(WHAT YOU ARE ASKED TO DO): All records need to be reproduced exactly. Keep every word as it is.

(RECORD SET):
_ _ _ _ _

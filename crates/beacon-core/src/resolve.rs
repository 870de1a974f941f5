// Copyright 2025 eraflo
//
// Licensed under the Apache License, Version 2.0 (the "License");
// you may not use this file except in compliance with the License.
// You may obtain a copy of the License at
//
//     http://www.apache.org/licenses/LICENSE-2.0
//
// Unless required by applicable law or agreed to in writing, software
// distributed under the License is distributed on an "AS IS" BASIS,
// WITHOUT WARRANTIES OR CONDITIONS OF ANY KIND, either express or implied.
// See the License for the specific language governing permissions and
// limitations under the License.

//! Binding of payload elements to declared handler parameters.
//!
//! For each value parameter, in declaration order, the resolver takes the
//! first unused payload element of exactly the declared type. Failing that,
//! it takes the first unused element that has a declared relation to the
//! parameter type, converting it. An element binds to at most one parameter.
//! A trailing [`Rest`] parameter receives the whole payload untouched.

use crate::error::DispatchFault;
use crate::handler::ParamSpec;
use crate::payload::{Arg, Payload, Rest};
use crate::relations::TypeRelations;

/// Binds `payload` to `params`, returning one argument per parameter.
///
/// # Errors
///
/// Returns [`DispatchFault::Unresolved`] for the first parameter that no
/// remaining payload element can satisfy.
pub(crate) fn bind(
    params: &[ParamSpec],
    payload: &Payload,
    relations: &TypeRelations,
) -> Result<Vec<Arg>, DispatchFault> {
    let elements = payload.as_slice();
    let mut used = vec![false; elements.len()];
    let mut bound = Vec::with_capacity(params.len());

    for (position, param) in params.iter().enumerate() {
        if param.rest {
            bound.push(Arg::new(Rest(payload.clone())));
            continue;
        }

        let exact = elements
            .iter()
            .enumerate()
            .find(|(i, arg)| !used[*i] && arg.type_id() == param.type_id)
            .map(|(i, arg)| (i, arg.clone()));

        let found = exact.or_else(|| {
            elements.iter().enumerate().find_map(|(i, arg)| {
                if used[i] {
                    return None;
                }
                relations.convert(arg, param.type_id).map(|converted| (i, converted))
            })
        });

        match found {
            Some((index, arg)) => {
                used[index] = true;
                bound.push(arg);
            }
            None => {
                return Err(DispatchFault::Unresolved {
                    position,
                    type_name: param.type_name,
                })
            }
        }
    }

    Ok(bound)
}

#[cfg(test)]
mod tests {
    use super::*;
    use crate::payload;
    use std::rc::Rc;

    trait Creature {
        fn name(&self) -> &str;
    }

    struct Goblin;
    impl Creature for Goblin {
        fn name(&self) -> &str {
            "goblin"
        }
    }

    struct Dragon;
    impl Creature for Dragon {
        fn name(&self) -> &str {
            "dragon"
        }
    }

    fn creature_relations() -> TypeRelations {
        let mut relations = TypeRelations::new();
        relations.declare::<Rc<Goblin>, Rc<dyn Creature>, _>(|g| g.clone() as Rc<dyn Creature>);
        relations.declare::<Rc<Dragon>, Rc<dyn Creature>, _>(|d| d.clone() as Rc<dyn Creature>);
        relations
    }

    #[test]
    fn exact_match_binds_in_order() {
        let params = [ParamSpec::of::<i32>(), ParamSpec::of::<String>()];
        let payload = payload![String::from("a"), 5_i32];
        let args = bind(&params, &payload, &TypeRelations::new()).unwrap();
        assert_eq!(args[0].downcast_ref::<i32>(), Some(&5));
        assert_eq!(args[1].downcast_ref::<String>().unwrap(), "a");
    }

    #[test]
    fn exact_type_wins_over_earlier_assignable_element() {
        let relations = creature_relations();
        let params = [ParamSpec::of::<Rc<dyn Creature>>()];
        let exact: Rc<dyn Creature> = Rc::new(Dragon);
        let payload = payload![Rc::new(Goblin), exact];

        let args = bind(&params, &payload, &relations).unwrap();
        let creature = args[0].downcast_ref::<Rc<dyn Creature>>().unwrap();
        assert_eq!(creature.name(), "dragon");
    }

    #[test]
    fn assignable_element_is_used_as_fallback() {
        let relations = creature_relations();
        let params = [ParamSpec::of::<Rc<dyn Creature>>()];
        let payload = payload![7_u8, Rc::new(Goblin)];

        let args = bind(&params, &payload, &relations).unwrap();
        let creature = args[0].downcast_ref::<Rc<dyn Creature>>().unwrap();
        assert_eq!(creature.name(), "goblin");
    }

    #[test]
    fn elements_are_consumed_once() {
        let params = [ParamSpec::of::<i32>(), ParamSpec::of::<i32>()];
        let payload = payload![1_i32, 2_i32];
        let args = bind(&params, &payload, &TypeRelations::new()).unwrap();
        assert_eq!(args[0].downcast_ref::<i32>(), Some(&1));
        assert_eq!(args[1].downcast_ref::<i32>(), Some(&2));

        let single = payload![1_i32];
        match bind(&params, &single, &TypeRelations::new()) {
            Err(DispatchFault::Unresolved { position, type_name }) => {
                assert_eq!(position, 1);
                assert_eq!(type_name, "i32");
            }
            other => panic!("expected unresolved second parameter, got {other:?}"),
        }
    }

    #[test]
    fn rest_receives_full_payload() {
        let params = [ParamSpec::of::<i32>(), ParamSpec::of::<Rest>()];
        let payload = payload![3_i32, "x", 4.5_f64];
        let args = bind(&params, &payload, &TypeRelations::new()).unwrap();
        let rest = args[1].downcast_ref::<Rest>().unwrap();
        assert_eq!(rest.len(), 3);
        assert_eq!(rest.find::<i32>(), Some(&3));
    }

    #[test]
    fn rest_accepts_empty_payload() {
        let params = [ParamSpec::of::<Rest>()];
        let args = bind(&params, &Payload::new(), &TypeRelations::new()).unwrap();
        assert!(args[0].downcast_ref::<Rest>().unwrap().is_empty());
    }

    #[test]
    fn missing_type_is_unresolved() {
        let params = [ParamSpec::of::<u64>()];
        let err = bind(&params, &payload![1_i32], &TypeRelations::new()).unwrap_err();
        assert!(err.to_string().contains("u64"));
    }
}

_ _ _ _ _

(WRITTEN ANSWER):
filename crates/beacon-core/src/resolve.rs
repository 870de1a974f941f5
// Copyright 2025 eraflo
//
// Licensed under the Apache License, Version 2.0 (the "License");
// you may not use this file except in compliance with the License.
// You may obtain a copy of the License at
//
//     http://www.apache.org/licenses/LICENSE-2.0
//
// Unless required by applicable law or agreed to in writing, software
// distributed under the License is distributed on an "AS IS" BASIS,
// WITHOUT WARRANTIES OR CONDITIONS OF ANY KIND, either express or implied.
// See the License for the specific language governing permissions and
// limitations under the License.

//! Binding of payload elements to declared handler parameters.
//!
//! For each value parameter, in declaration order, the resolver takes the
//! first unused payload element of exactly the declared type. Failing that,
//! it takes the first unused element that has a declared relation to the
//! parameter type, converting it. An element binds to at most one parameter.
//! A trailing [`Rest`] parameter receives the whole payload untouched.

use crate::error::DispatchFault;
use crate::handler::ParamSpec;
use crate::payload::{Arg, Payload, Rest};
use crate::relations::TypeRelations;

/// Binds `payload` to `params`, returning one argument per parameter.
///
/// # Errors
///
/// Returns [`DispatchFault::Unresolved`] for the first parameter that no
/// remaining payload element can satisfy.
pub(crate) fn bind(
    params: &[ParamSpec],
    payload: &Payload,
    relations: &TypeRelations,
) -> Result<Vec<Arg>, DispatchFault> {
    let elements = payload.as_slice();
    let mut used = vec![false; elements.len()];
    let mut bound = Vec::with_capacity(params.len());

    for (position, param) in params.iter().enumerate() {
        if param.rest {
            bound.push(Arg::new(Rest(payload.clone())));
            continue;
        }

        let exact = elements
            .iter()
            .enumerate()
            .find(|(i, arg)| !used[*i] && arg.type_id() == param.type_id)
            .map(|(i, arg)| (i, arg.clone()));

        let found = exact.or_else(|| {
            elements.iter().enumerate().find_map(|(i, arg)| {
                if used[i] {
                    return None;
                }
                relations.convert(arg, param.type_id).map(|converted| (i, converted))
            })
        });

        match found {
            Some((index, arg)) => {
                used[index] = true;
                bound.push(arg);
            }
            None => {
                return Err(DispatchFault::Unresolved {
                    position,
                    type_name: param.type_name,
                })
            }
        }
    }

    Ok(bound)
}

#[cfg(test)]
mod tests {
    use super::*;
    use crate::payload;
    use std::rc::Rc;

    trait Creature {
        fn name(&self) -> &str;
    }

    struct Goblin;
    impl Creature for Goblin {
        fn name(&self) -> &str {
            "goblin"
        }
    }

    struct Dragon;
    impl Creature for Dragon {
        fn name(&self) -> &str {
            "dragon"
        }
    }

    fn creature_relations() -> TypeRelations {
        let mut relations = TypeRelations::new();
        relations.declare::<Rc<Goblin>, Rc<dyn Creature>, _>(|g| g.clone() as Rc<dyn Creature>);
        relations.declare::<Rc<Dragon>, Rc<dyn Creature>, _>(|d| d.clone() as Rc<dyn Creature>);
        relations
    }

    #[test]
    fn exact_match_binds_in_order() {
        let params = [ParamSpec::of::<i32>(), ParamSpec::of::<String>()];
        let payload = payload![String::from("a"), 5_i32];
        let args = bind(&params, &payload, &TypeRelations::new()).unwrap();
        assert_eq!(args[0].downcast_ref::<i32>(), Some(&5));
        assert_eq!(args[1].downcast_ref::<String>().unwrap(), "a");
    }

    #[test]
    fn exact_type_wins_over_earlier_assignable_element() {
        let relations = creature_relations();
        let params = [ParamSpec::of::<Rc<dyn Creature>>()];
        let exact: Rc<dyn Creature> = Rc::new(Dragon);
        let payload = payload![Rc::new(Goblin), exact];

        let args = bind(&params, &payload, &relations).unwrap();
        let creature = args[0].downcast_ref::<Rc<dyn Creature>>().unwrap();
        assert_eq!(creature.name(), "dragon");
    }

    #[test]
    fn assignable_element_is_used_as_fallback() {
        let relations = creature_relations();
        let params = [ParamSpec::of::<Rc<dyn Creature>>()];
        let payload = payload![7_u8, Rc::new(Goblin)];

        let args = bind(&params, &payload, &relations).unwrap();
        let creature = args[0].downcast_ref::<Rc<dyn Creature>>().unwrap();
        assert_eq!(creature.name(), "goblin");
    }

    #[test]
    fn elements_are_consumed_once() {
        let params = [ParamSpec::of::<i32>(), ParamSpec::of::<i32>()];
        let payload = payload![1_i32, 2_i32];
        let args = bind(&params, &payload, &TypeRelations::new()).unwrap();
        assert_eq!(args[0].downcast_ref::<i32>(), Some(&1));
        assert_eq!(args[1].downcast_ref::<i32>(), Some(&2));

        let single = payload![1_i32];
        match bind(&params, &single, &TypeRelations::new()) {
            Err(DispatchFault::Unresolved { position, type_name }) => {
                assert_eq!(position, 1);
                assert_eq!(type_name, "i32");
            }
            other => panic!("expected unresolved second parameter, got {other:?}"),
        }
    }

    #[test]
    fn rest_receives_full_payload() {
        let params = [ParamSpec::of::<i32>(), ParamSpec::of::<Rest>()];
        let payload = payload![3_i32, "x", 4.5_f64];
        let args = bind(&params, &payload, &TypeRelations::new()).unwrap();
        let rest = args[1].downcast_ref::<Rest>().unwrap();
        assert_eq!(rest.len(), 3);
        assert_eq!(rest.find::<i32>(), Some(&3));
    }

    #[test]
    fn rest_accepts_empty_payload() {
        let params = [ParamSpec::of::<Rest>()];
        let args = bind(&params, &Payload::new(), &TypeRelations::new()).unwrap();
        assert!(args[0].downcast_ref::<Rest>().unwrap().is_empty());
    }

    #[test]
    fn missing_type_is_unresolved() {
        let params = [ParamSpec::of::<u64>()];
        let err = bind(&params, &payload![1_i32], &TypeRelations::new()).unwrap_err();
        assert!(err.to_string().contains("u64"));
    }
}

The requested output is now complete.